Variations of regular topologies that result in irregular or ad hoc designs have also been proposed. For example, the Jellyfish topology [6] utilizes random graphs to develop high-capacity networks that allow incremental expansion on a daily basis to large-scale data centers, at a higher of cost of cabling. Slim Fly [4,5] approximates the optimal diameter, which results in lower latency, cost, and energy consumption while sustaining high bisection bandwidth. However, it is not suitable for gradual size expansion due to limited flexibility in the small design space. Distributed Loop Networks (DLN) add chordal edges or shortcuts to a simple ring topology to reduce diameter while maintaining low degree distribution. By adding shortcuts in a less regular manner than being evenly spaced, DLN can achieve more efficient designs, e.g., the diameter of a 36-vertex ring can be reduced from 18 to 9 by adding only five shortcuts [13,14].
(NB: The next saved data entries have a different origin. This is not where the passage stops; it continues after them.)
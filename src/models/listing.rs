//! Listing model
//!
//! This module provides:
//! - `Listing` entity representing a property for sale
//! - `CreateListingInput` for inserting listings
//!
//! Listings are read-only from the public site's point of view. Only
//! published listings appear in browse and search views.

use chrono::{DateTime, Utc};
use serde::{Deserialize, Serialize};

/// Listing entity
#[derive(Debug, Clone, PartialEq, Serialize, Deserialize)]
pub struct Listing {
    /// Unique identifier
    pub id: i64,
    /// Realtor responsible for the listing
    pub realtor_id: i64,
    /// Listing title
    pub title: String,
    /// Street address
    pub address: String,
    /// City
    pub city: String,
    /// State (two-letter code)
    pub state: String,
    /// Postal code
    pub zipcode: String,
    /// Free-text description, searched by keyword
    pub description: String,
    /// Asking price in whole dollars
    pub price: i64,
    /// Number of bedrooms
    pub bedrooms: i64,
    /// Number of bathrooms (half baths allowed)
    pub bathrooms: f64,
    /// Square footage
    pub sqft: i64,
    /// Whether the listing is visible on the public site
    pub is_published: bool,
    /// When the listing went on the market
    pub list_date: DateTime<Utc>,
}

/// Input for creating a new listing
#[derive(Debug, Clone, Serialize, Deserialize)]
pub struct CreateListingInput {
    pub realtor_id: i64,
    pub title: String,
    pub address: String,
    pub city: String,
    pub state: String,
    pub zipcode: String,
    pub description: String,
    pub price: i64,
    pub bedrooms: i64,
    pub bathrooms: f64,
    pub sqft: i64,
    pub is_published: bool,
    /// Defaults to now when absent
    pub list_date: Option<DateTime<Utc>>,
}

impl CreateListingInput {
    /// Create a published listing input with empty address details
    pub fn new(realtor_id: i64, title: impl Into<String>, price: i64, bedrooms: i64) -> Self {
        Self {
            realtor_id,
            title: title.into(),
            address: String::new(),
            city: String::new(),
            state: String::new(),
            zipcode: String::new(),
            description: String::new(),
            price,
            bedrooms,
            bathrooms: 1.0,
            sqft: 0,
            is_published: true,
            list_date: None,
        }
    }

    /// Set the address fields
    pub fn with_location(
        mut self,
        address: impl Into<String>,
        city: impl Into<String>,
        state: impl Into<String>,
        zipcode: impl Into<String>,
    ) -> Self {
        self.address = address.into();
        self.city = city.into();
        self.state = state.into();
        self.zipcode = zipcode.into();
        self
    }

    /// Set the description
    pub fn with_description(mut self, description: impl Into<String>) -> Self {
        self.description = description.into();
        self
    }

    /// Set bathrooms and square footage
    pub fn with_size(mut self, bathrooms: f64, sqft: i64) -> Self {
        self.bathrooms = bathrooms;
        self.sqft = sqft;
        self
    }

    /// Set the published flag
    pub fn with_published(mut self, is_published: bool) -> Self {
        self.is_published = is_published;
        self
    }

    /// Set the list date
    pub fn with_list_date(mut self, list_date: DateTime<Utc>) -> Self {
        self.list_date = Some(list_date);
        self
    }
}

/// Sort listings newest first, breaking ties by descending id.
pub fn sort_by_list_date(listings: &mut [Listing]) {
    listings.sort_by(|a, b| {
        b.list_date
            .cmp(&a.list_date)
            .then_with(|| b.id.cmp(&a.id))
    });
}
//! HTML pages
//!
//! Server-rendered routes of the site:
//! - `/` and `/about`
//! - `/listings`, `/listings/search` and `/listings/{id}`
//! - `POST /contact`

pub mod contacts;
pub mod error;
pub mod flash;
pub mod listings;
pub mod pages;

use axum::{
    response::Html,
    routing::{get, post},
    Router,
};
use tera::Context as TeraContext;

use crate::api::middleware::AppState;
use crate::models::{SearchChoices, SearchParams};
use crate::theme::ThemeEngine;

pub use error::{not_found, render_error_pages, PageError};
pub use flash::Flash;

/// Build the HTML router
pub fn router() -> Router<AppState> {
    Router::new()
        .route("/", get(pages::index))
        .route("/about", get(pages::about))
        .route("/listings", get(listings::index))
        .route("/listings/search", get(listings::search))
        .route("/listings/{id}", get(listings::listing))
        .route("/contact", post(contacts::contact))
}

/// Render a page, turning template failures into a 500 error page
pub(crate) fn render_page(
    theme: &ThemeEngine,
    template: &str,
    context: &TeraContext,
) -> Result<Html<String>, PageError> {
    theme.render(template, context).map(Html).map_err(PageError::Internal)
}

/// Option lists and current values for the search form partial.
///
/// Values are echoed back as plain strings so the form keeps what the
/// visitor typed, even when it did not parse.
pub(crate) fn insert_search_form(context: &mut TeraContext, params: &SearchParams) {
    let choices = SearchChoices::new();
    context.insert("bedroom_choices", &choices.bedroom_choices);
    context.insert("price_choices", &choices.price_choices);
    context.insert("state_choices", &choices.state_choices);
    context.insert(
        "values",
        &serde_json::json!({
            "keywords": params.keywords.as_deref().unwrap_or(""),
            "city": params.city.as_deref().unwrap_or(""),
            "state": params.state.as_deref().unwrap_or(""),
            "bedrooms": params.bedrooms.as_deref().unwrap_or(""),
            "price": params.price.as_deref().unwrap_or(""),
        }),
    );
}
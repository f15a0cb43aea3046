//! Common API utilities and shared types

use serde::Deserialize;

use crate::models::ListParams;

/// Pagination query parameters.
///
/// `page` stays a raw string so that junk like `?page=abc` lands on page 1
/// instead of failing extraction.
#[derive(Debug, Default, Deserialize)]
pub struct PaginationQuery {
    #[serde(default)]
    pub page: Option<String>,
    #[serde(default)]
    pub page_size: Option<u32>,
}

impl PaginationQuery {
    /// Resolve against the configured page size
    pub fn params(&self, default_page_size: u32) -> ListParams {
        ListParams::parse(
            self.page.as_deref(),
            self.page_size.unwrap_or(default_page_size),
        )
    }
}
Another related line of topology research stems from the famous small-world phenomenon, first proposed by [15], that demonstrates that people living in a country constitute societies of a network with only short path lengths. Later, Wattz and Strogatz characterized the small-world phenomenon into the Wattz–Strogatz (WS) model [16], which allows networks to be generated with short average distance and large clustering coefficient [17,18]. The model uses a few additional long edges to reduce the diameter in random graphs for social networks and Internet topologies [3,18]. Since then, researchers have been exploring the small-world phenomenon in computer networks [19,20,21]. In particular, to exploit the small-world effect in HPC, [3] proposes several methods that add random shortcuts to a base topology, the best of which is the vertex-based random shortcut (VRS) method that is mentioned in Section 1. Although shortcuts are selected optimally at each local vertex, they are not necessarily the most useful shortcuts to add globally. This deficiency is addressed by our proposed approach.

2.2. Design Space Exploration

The design space of shortcut-augmented topologies is enormous. This is not only because of the large number of possible shortcut candidates (especially for networks with high-radix switches), but also because of the huge number of combinations of the shortcut candidates. There are three typical ways of exploring design space. The first one is exhaustive search, which is impractical in this problem. The second one is general-purpose search algorithms, such as ant colony algorithm and simulated annealing [22]. These algorithms may be able to find the optimal or near-optimal solutions but usually require extremely long search time for large design space. The third one is heuristic approaches that leverage problem-specific characteristics to enable approximate but fast searches. In this paper, we aim to demonstrate that, for the problem of shortcut-augmented topologies, it is possible to design heuristic approaches that can find comparable solutions of general-purpose search algorithms but take only a tiny fraction of their time.

3. Proposed Approach

In this section, we describe the details of the proposed EdgeCut approach (implementation and instructions on running the proposed approach are available at https://github.com/OSU-STARLAB/EdgeCut (accessed on 1 September 2022)). We start by introducing some notations and definitions, and then present two versions of EdgeCut, namely EdgeCut-Full and EdgeCut-Lite, that offer different trade-offs between efficiency and effectiveness.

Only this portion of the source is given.